Sympathetic Nervous System – Then there’s the autonomic nervous system. Inflammation in the lower brain could mess up the SNS in two ways; by affecting the thalamus (inflamed in the Japanese study) or by affecting the SNS neurons that exit just below the base of the brain.
Inflammation in either area could disrupt the ANS causing the sympathetic overdrive that produces racing heart rates, arrhythmias, and difficulty sleeping and resting. (Heart rate variability studies also show sympathetic overdrive in ME/CFS. Dr. Martinez-Lavin believes the sympathetic overdrive in both disorders begins in the thalamus.)
The Big Picture – an Inflamed Brain
Calling neuroinflammation in the brain the equivalent of autoimmunity in the body, and stating that we know the microglia are activated in ME/CFS, Dr. Bateman proposed that inflammation in the core of the brain ( limbic encephalitis) causes a cascade of problems going both ways – up into the cortex and down into the hypothalamus, thalamus, and pituitary and the autonomic nervous system.

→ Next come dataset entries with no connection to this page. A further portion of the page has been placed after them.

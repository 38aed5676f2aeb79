use serde::{Deserialize, Serialize};
use std::{fs::File, io::Error, os::unix::fs::MetadataExt, path::PathBuf};
use thiserror::Error;
use tracing::{error, warn};

// check if a file is executable
pub fn check_executable(path: &PathBuf) -> Result<bool, ConfigError> {
    if !path.is_file() {
        Err(ConfigError::FileNotFound)
    } else {
        match File::open(path).map(|file| file.metadata()) {
            Ok(Ok(metadata)) => Ok((metadata.mode() & 0o111) != 0),
            Ok(Err(e)) | Err(e) => Err(ConfigError::MetadataNotFound(e)),
        }
    }
}

#[derive(Error, Debug)]
pub enum ConfigError {
    #[error("failed to open run configuration")]
    Io(#[from] Error),
    #[error("failed to parse run configuration")]
    Parse(#[from] serde_yaml::Error),
    #[error("file not found")]
    FileNotFound,
    #[error("metadata not found")]
    MetadataNotFound(#[source] Error),
}

#[derive(Deserialize, Serialize, Clone, Debug)]
#[serde(deny_unknown_fields)]
pub struct RunConfig {
    // the external simulation executable and its input deck
    pub simulator: SimulatorConfig,
    // worker pool sizing, timeout and scratch handling
    #[serde(default)]
    pub execution: ExecutionConfig,
    pub paths: PathsConfig,
    // what survives of timed-out and failed tasks
    #[serde(default)]
    pub retention: RetentionConfig,
}

#[derive(Deserialize, Serialize, Clone, Debug)]
#[serde(deny_unknown_fields)]
pub struct SimulatorConfig {
    pub exec: PathBuf,
    #[serde(default)]
    pub params: Vec<String>,
    // input deck template, rendered per task by placeholder substitution
    #[serde(default = "default_payload")]
    pub payload: String,
}

#[derive(Deserialize, Serialize, Clone, Debug)]
#[serde(deny_unknown_fields)]
pub struct ExecutionConfig {
    #[serde(default = "default_workers")]
    pub workers: usize,
    // wall-clock limit per simulator invocation, in seconds
    #[serde(default = "default_timeout")]
    pub timeout: u64,
    #[serde(default)]
    pub pin_workers: bool,
    // give every task its own scratch subdirectory instead of sharing
    // one directory per worker rank
    #[serde(default)]
    pub isolate_tasks: bool,
}

impl Default for ExecutionConfig {
    fn default() -> Self {
        Self {
            workers: default_workers(),
            timeout: default_timeout(),
            pin_workers: false,
            isolate_tasks: false,
        }
    }
}

#[derive(Deserialize, Serialize, Clone, Debug)]
#[serde(deny_unknown_fields)]
pub struct PathsConfig {
    pub output_root: PathBuf,
}

/// what to do with the output of a task that did not succeed
#[derive(Deserialize, Serialize, Clone, Copy, Debug, PartialEq, Eq)]
#[serde(rename_all = "lowercase")]
pub enum Retention {
    /// checkpoint entry and combined-output inclusion
    Keep,
    /// checkpoint entry only
    Checkpoint,
    /// no trace outside the log stream
    Drop,
}

#[derive(Deserialize, Serialize, Clone, Copy, Debug)]
#[serde(deny_unknown_fields)]
pub struct RetentionConfig {
    #[serde(default = "default_timeout_retention")]
    pub timeouts: Retention,
    #[serde(default = "default_failure_retention")]
    pub failures: Retention,
}

impl Default for RetentionConfig {
    fn default() -> Self {
        Self {
            timeouts: default_timeout_retention(),
            failures: default_failure_retention(),
        }
    }
}

impl RunConfig {
    pub fn load(path: &PathBuf) -> Result<Self, ConfigError> {
        Ok(serde_yaml::from_reader(File::open(path)?)?)
    }

    pub fn preflight_checks(&self) -> bool {
        // attempt to catch all errors instead of piece-by-piece to make
        // debugging easier for users
        let mut contains_error = false;

        if self.execution.workers == 0 {
            error!("execution.workers cannot be 0, there would be nobody to run tasks");
            contains_error = true;
        }

        if self.execution.timeout == 0 {
            error!("execution.timeout cannot be 0. Every invocation would be killed immediately");
            contains_error = true;
        }

        if !self.simulator.payload.contains("{attribute1}")
            && !self.simulator.payload.contains("{attribute2}")
        {
            warn!("simulator.payload references neither task attribute, every task gets an identical input deck");
        }

        match check_executable(&self.simulator.exec) {
            Ok(true) => {}
            Ok(false) => {
                error!(
                    "simulator.exec target {} is not executable, this might cause problems",
                    self.simulator.exec.to_string_lossy()
                );
                contains_error = true;
            }
            Err(e) => {
                error!(
                    "Failed to find simulator.exec. Either not a file or not readable at {}: {e}",
                    self.simulator.exec.to_string_lossy()
                );
                contains_error = true;
            }
        }

        contains_error
    }
}

fn default_payload() -> String {
    String::from("attribute1 {attribute1}\nattribute2 {attribute2}\n")
}

fn default_workers() -> usize {
    num_cpus::get()
}

fn default_timeout() -> u64 {
    1800
}

fn default_timeout_retention() -> Retention {
    Retention::Checkpoint
}

fn default_failure_retention() -> Retention {
    Retention::Drop
}
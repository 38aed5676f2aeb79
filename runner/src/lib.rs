//! Batch dispatch of an external simulation executable across a fixed
//! pool of parallel workers: static round-robin partitioning, one
//! timeout-bounded subprocess per task, append-only checkpointing and an
//! order-stable combined output file.

pub mod batch;
pub mod checkpoint;
pub mod collector;
pub mod config;
pub mod executors;
pub mod layout;
pub mod tasks;
pub mod worker;
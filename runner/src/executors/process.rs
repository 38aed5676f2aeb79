use super::{ExecutorError, Invocation, RunOutcome, RunOutput};
use std::{
    io::{self, Read, Write},
    path::PathBuf,
    process::{Command, Stdio},
    thread,
    time::Instant,
};
use tracing::{debug, trace};
use tracing_unwrap::OptionExt;
use wait_timeout::ChildExt;

/// Executor that spawns the simulator as a child process
///
/// The input deck is streamed over stdin and the pipe closed so the
/// simulator sees a clear end of input. Stdout and stderr are drained on
/// dedicated threads while waiting; without that a chatty simulator fills
/// the pipe buffer and never exits.
#[derive(Debug, Clone)]
pub struct ProcessExecutor {
    exec: PathBuf,
    params: Vec<String>,
}

impl ProcessExecutor {
    pub fn new(exec: PathBuf, params: Vec<String>) -> Self {
        Self { exec, params }
    }

    pub fn run(&self, invocation: &Invocation) -> Result<RunOutcome, ExecutorError> {
        let start = Instant::now();

        let mut child = Command::new(&self.exec)
            .args(self.params.iter())
            .current_dir(invocation.workdir)
            .stdin(Stdio::piped())
            .stdout(Stdio::piped())
            .stderr(Stdio::piped())
            .spawn()
            .map_err(ExecutorError::Spawn)?;

        debug!("Simulator waiting on {}", child.id());

        let mut stdin = child.stdin.take().unwrap_or_log();
        match stdin.write_all(invocation.payload.as_bytes()) {
            Ok(()) => {}
            // the simulator may exit without draining its stdin; its exit
            // status already tells that story
            Err(error) if error.kind() == io::ErrorKind::BrokenPipe => {
                debug!("Simulator closed stdin before the full input deck was delivered");
            }
            Err(error) => return Err(ExecutorError::Stdin(error)),
        }
        // Dropping stdin here will close the underlying file descriptor
        drop(stdin);

        let stdout = spawn_reader(child.stdout.take().unwrap_or_log());
        let stderr = spawn_reader(child.stderr.take().unwrap_or_log());

        match child
            .wait_timeout(invocation.timeout)
            .map_err(ExecutorError::Wait)?
        {
            Some(status) => {
                let runtime = start.elapsed();
                let stdout = join_reader(stdout)?;
                let stderr = join_reader(stderr)?;

                trace!("Output: {stdout}");

                Ok(RunOutcome::Completed(RunOutput {
                    runtime,
                    stdout,
                    stderr,
                    status,
                }))
            }
            None => {
                // child hasn't exited yet, kill and reap it
                child.kill().map_err(ExecutorError::Kill)?;
                child.wait().map_err(ExecutorError::Wait)?;
                // the captured streams are discarded; orphaned descendants
                // may still hold the pipes, so the readers are not joined
                drop(stdout);
                drop(stderr);

                Ok(RunOutcome::TimedOut {
                    runtime: start.elapsed(),
                })
            }
        }
    }
}

fn spawn_reader<R>(mut stream: R) -> thread::JoinHandle<std::io::Result<String>>
where
    R: Read + Send + 'static,
{
    thread::spawn(move || {
        let mut buffer = String::new();
        stream.read_to_string(&mut buffer)?;
        Ok(buffer)
    })
}

fn join_reader(
    handle: thread::JoinHandle<std::io::Result<String>>,
) -> Result<String, ExecutorError> {
    handle
        .join()
        .expect("output reader thread panicked")
        .map_err(ExecutorError::Capture)
}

This could cause all the major symptoms in ME/CFS and FM.
Two Subsets
Dr. Bateman believes we have enough data to describe two subsets in ME/CFS:
POTS Group
An infectious onset group that develops autoimmune antibodies to the receptors that control the heart rate and blood pressure; i.e., the POTS patients.
She sees this a lot in kids. This group doesn’t have a lot of cognitive issues; instead they have problems standing, sleeping, anxiety from excess epinephrine (a.k.a. adrenaline), are deconditioned (because they have trouble standing), and are in pain due to stress and disturbed sleep. The work on this group, she thinks, is going to go fast, and that group tends to get better anyway. They’re clearly easier to treat right now.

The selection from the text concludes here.